## [WORK ITEM]
Search through the entries for the word "DecodingError" and copy every line that has it.

::: RECORD SET

//! `trade-event-monitor` - discovers Anchor `TradeEvent` logs emitted by a
//! Solana trade logging program and keeps them in a deduplicated JSON cache.
//!
//! # Architecture
//!
//! 1. **Event codec** ([`types::events`]) - discriminator and borsh body of `TradeEvent`
//! 2. **`LogScanner`** - finds `Program data:` payloads and decodes registered events
//! 3. **`Fetcher`** - lists program signatures and fetches logs with bounded concurrency
//! 4. **`SyncEngine`** - runs poll cycles: list, fetch, scan, merge, advance cursor, persist
//! 5. **`EventStore`** - signature-unique records plus sync state, written atomically
//! 6. **`EventQuery`** - recent/chronological listings, cursor pages and stats
//!
//! # Quick Start
//!
//! ```no_run
//! use trade_event_monitor::{MonitorConfigBuilder, SyncEngine};
//! use tokio_util::sync::CancellationToken;
//!
//! #[tokio::main]
//! async fn main() -> Result<(), Box<dyn std::error::Error>> {
//!     let config = MonitorConfigBuilder::from_env()?
//!         .with_poll_interval(30)
//!         .build()?;
//!
//!     let engine = SyncEngine::new(&config)?;
//!     let token = CancellationToken::new();
//!     engine.run(token).await?;
//!     Ok(())
//! }
//! ```

#![warn(clippy::all)]
#![allow(clippy::module_name_repetitions)]

pub use config::{CommitmentLevel, MonitorConfig, MonitorConfigBuilder, TimestampPolicy};
pub use crate::core::engine::{CycleReport, SyncEngine};
pub use crate::core::fetcher::{FetchOutcome, Fetcher, SignatureInfo, TransactionDetail};
pub use crate::core::log_registry::LogDecoderRegistry;
pub use crate::core::scanner::{invokes_program, LogScanner, PROGRAM_DATA_PREFIX};
pub use query::{AddressQuery, EventQuery, Page, StoreStats};
pub use report::StatusReport;
pub use storage::{CacheFile, EventStore, StoreSnapshot, SyncState};
pub use types::events::{calculate_discriminator, EventDiscriminator, TradeEvent, TradeType};
pub use types::record::{TradeRecord, TxContext};
pub use types::traits::{DynamicLogDecoder, LogDecoder, RecordEvent, TradeEventDecoder};
pub use utils::error::{MonitorError, Result};

pub mod config;
pub mod core;
pub mod query;
pub mod report;
pub mod storage;
pub mod telemetry;
pub mod types;
pub mod utils;
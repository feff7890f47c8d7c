//! Monitor log lines on top of `tracing`.
//!
//! Everything except errors and per-transaction debug lines can be muted by
//! setting `TRADE_MONITOR_SILENT`, which the integration tests do.

use crate::config::MonitorConfig;
use crate::core::engine::CycleReport;

const SILENT_VAR: &str = "TRADE_MONITOR_SILENT";

fn silenced() -> bool {
    std::env::var_os(SILENT_VAR).is_some()
}

#[derive(Clone, Copy, Debug)]
pub enum LogLevel {
    Info,
    Success,
    Warning,
    Error,
    Debug,
}

pub fn log(level: LogLevel, message: &str) {
    if silenced() {
        return;
    }

    match level {
        LogLevel::Info => tracing::info!("{message}"),
        LogLevel::Success => tracing::info!(status = "ok", "{message}"),
        LogLevel::Warning => tracing::warn!("{message}"),
        LogLevel::Error => tracing::error!("{message}"),
        LogLevel::Debug => tracing::debug!("{message}"),
    }
}

/// Replaces the value of an `api-key=` query parameter.
#[must_use]
pub fn redact_rpc_url(rpc_url: &str) -> String {
    const KEY: &str = "api-key=";
    let Some(pos) = rpc_url.find(KEY) else {
        return rpc_url.to_string();
    };
    let value_start = pos + KEY.len();
    let value_end = rpc_url[value_start..]
        .find('&')
        .map_or(rpc_url.len(), |i| value_start + i);
    format!(
        "{}[REDACTED]{}",
        &rpc_url[..value_start],
        &rpc_url[value_end..]
    )
}

pub fn log_startup(config: &MonitorConfig) {
    if silenced() {
        return;
    }

    tracing::info!(
        program_id = %config.program_id,
        rpc_url = %redact_rpc_url(&config.rpc_url),
        cache = %config.cache_path().display(),
        poll_interval_s = config.poll_interval_secs,
        batch_size = config.batch_size,
        concurrency = config.concurrency_limit,
        commitment = ?config.commitment_level,
        "Trade monitor starting"
    );
}

pub fn log_transaction(signature: &str, slot: u64, events: usize) {
    tracing::debug!(signature, slot, events, "Scanned transaction");
}

/// One line per cycle that saw signatures; quiet cycles log at debug.
pub fn log_cycle(report: &CycleReport) {
    if report.signatures == 0 {
        tracing::debug!("No new signatures");
        return;
    }
    if silenced() {
        return;
    }
    tracing::info!(
        signatures = report.signatures,
        decoded = report.decoded,
        added = report.added,
        evicted = report.evicted,
        skipped = report.fetch_failures + report.missing,
        duration_ms = report.duration_ms,
        "Cycle complete"
    );
}

pub fn log_shutdown(cached_events: usize) {
    log(
        LogLevel::Success,
        &format!("Cache saved with {cached_events} events"),
    );
}

pub fn log_error(context: &str, error: &str) {
    tracing::error!(context, error, "Monitor error");
}
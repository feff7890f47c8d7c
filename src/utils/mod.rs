pub mod error;
pub mod logging;
pub mod rpc;
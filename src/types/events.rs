//! Event codec for the trade logging program.
//!
//! Anchor emits events as `Program data: <base64>` log lines whose payload is
//! an 8-byte discriminator followed by the borsh-encoded event body.

use crate::utils::error::{MonitorError, Result};
use borsh::{BorshDeserialize, BorshSerialize};
use serde::{Deserialize, Deserializer, Serialize, Serializer};
use sha2::{Digest, Sha256};

/// Calculates the 8-byte discriminator for an event type.
///
/// The discriminator is the first 8 bytes of the SHA256 hash of the
/// event name prefixed with "event:". This matches Anchor's event
/// discriminator calculation.
///
/// # Example
///
/// ```
/// use trade_event_monitor::calculate_discriminator;
///
/// let discriminator = calculate_discriminator("TradeEvent");
/// assert_eq!(discriminator, [189, 219, 127, 211, 78, 230, 97, 238]);
/// ```
#[must_use]
pub fn calculate_discriminator(event_name: &str) -> [u8; 8] {
    let preimage = format!("event:{event_name}");
    let hash = Sha256::digest(preimage.as_bytes());
    let mut discriminator = [0u8; 8];
    discriminator.copy_from_slice(&hash[..8]);
    discriminator
}

/// Trait for event types that carry an Anchor discriminator.
pub trait EventDiscriminator {
    /// Logical event name as declared in the on-chain program.
    const NAME: &'static str;

    /// Returns the 8-byte discriminator for this event type.
    fn discriminator() -> [u8; 8] {
        calculate_discriminator(Self::NAME)
    }
}

/// Side of a trade. Encoded as a single byte tag: 0 = buy, 1 = sell.
#[derive(Debug, Clone, Copy, PartialEq, Eq, Hash, BorshSerialize, BorshDeserialize)]
pub enum TradeType {
    Buy,
    Sell,
}

impl TradeType {
    /// Wire tag of this trade type.
    #[must_use]
    pub fn as_u8(self) -> u8 {
        match self {
            TradeType::Buy => 0,
            TradeType::Sell => 1,
        }
    }

    /// Upper-case label used in reports.
    #[must_use]
    pub fn label(self) -> &'static str {
        match self {
            TradeType::Buy => "BUY",
            TradeType::Sell => "SELL",
        }
    }
}

impl TryFrom<u8> for TradeType {
    type Error = MonitorError;

    fn try_from(tag: u8) -> Result<Self> {
        match tag {
            0 => Ok(TradeType::Buy),
            1 => Ok(TradeType::Sell),
            other => Err(MonitorError::DecodingError(format!(
                "unknown trade type tag {other}"
            ))),
        }
    }
}

impl std::fmt::Display for TradeType {
    fn fmt(&self, f: &mut std::fmt::Formatter<'_>) -> std::fmt::Result {
        f.write_str(self.label())
    }
}

// The cache file stores the trade type as its numeric tag.
impl Serialize for TradeType {
    fn serialize<S: Serializer>(&self, serializer: S) -> std::result::Result<S::Ok, S::Error> {
        serializer.serialize_u8(self.as_u8())
    }
}

impl<'de> Deserialize<'de> for TradeType {
    fn deserialize<D: Deserializer<'de>>(deserializer: D) -> std::result::Result<Self, D::Error> {
        let tag = <u8 as Deserialize>::deserialize(deserializer)?;
        TradeType::try_from(tag).map_err(serde::de::Error::custom)
    }
}

/// Body of the `TradeEvent` emitted by the `log_trade` instruction.
///
/// Field order is the wire order. `timestamp` is whatever the submitting
/// client put in the instruction and is not trusted for record time.
#[derive(Debug, Clone, PartialEq, Eq, BorshSerialize, BorshDeserialize)]
pub struct TradeEvent {
    pub id: String,
    pub user_id: String,
    pub fund_id: String,
    pub trade_type: TradeType,
    pub amount: u64,
    pub price: u64,
    pub timestamp: i64,
}

impl EventDiscriminator for TradeEvent {
    const NAME: &'static str = "TradeEvent";
}

impl TradeEvent {
    /// Decodes an event body (the bytes after the discriminator).
    ///
    /// Trailing bytes after the last field are ignored.
    ///
    /// # Errors
    ///
    /// Returns `MonitorError::DecodingError` if the buffer ends before a
    /// declared field, a string is not UTF-8, or the trade type tag is not 0 or 1.
    pub fn decode(body: &[u8]) -> Result<Self> {
        let mut cursor = body;
        Self::deserialize(&mut cursor)
            .map_err(|e| MonitorError::DecodingError(format!("TradeEvent: {e}")))
    }

    /// Encodes the event body without the discriminator.
    ///
    /// # Errors
    ///
    /// Returns `MonitorError::DecodingError` if borsh serialization fails.
    pub fn encode(&self) -> Result<Vec<u8>> {
        borsh::to_vec(self).map_err(|e| MonitorError::DecodingError(e.to_string()))
    }

    /// Encodes discriminator plus body, the exact bytes carried by a
    /// `Program data:` line.
    ///
    /// # Errors
    ///
    /// Returns `MonitorError::DecodingError` if borsh serialization fails.
    pub fn encode_with_discriminator(&self) -> Result<Vec<u8>> {
        let mut out = Self::discriminator().to_vec();
        out.extend(self.encode()?);
        Ok(out)
    }
}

::::::

## [TASK RESPONSE]
            other => Err(MonitorError::DecodingError(format!(
    /// Returns `MonitorError::DecodingError` if the buffer ends before a
            .map_err(|e| MonitorError::DecodingError(format!("TradeEvent: {e}")))
    /// Returns `MonitorError::DecodingError` if borsh serialization fails.
        borsh::to_vec(self).map_err(|e| MonitorError::DecodingError(e.to_string()))
    /// Returns `MonitorError::DecodingError` if borsh serialization fails.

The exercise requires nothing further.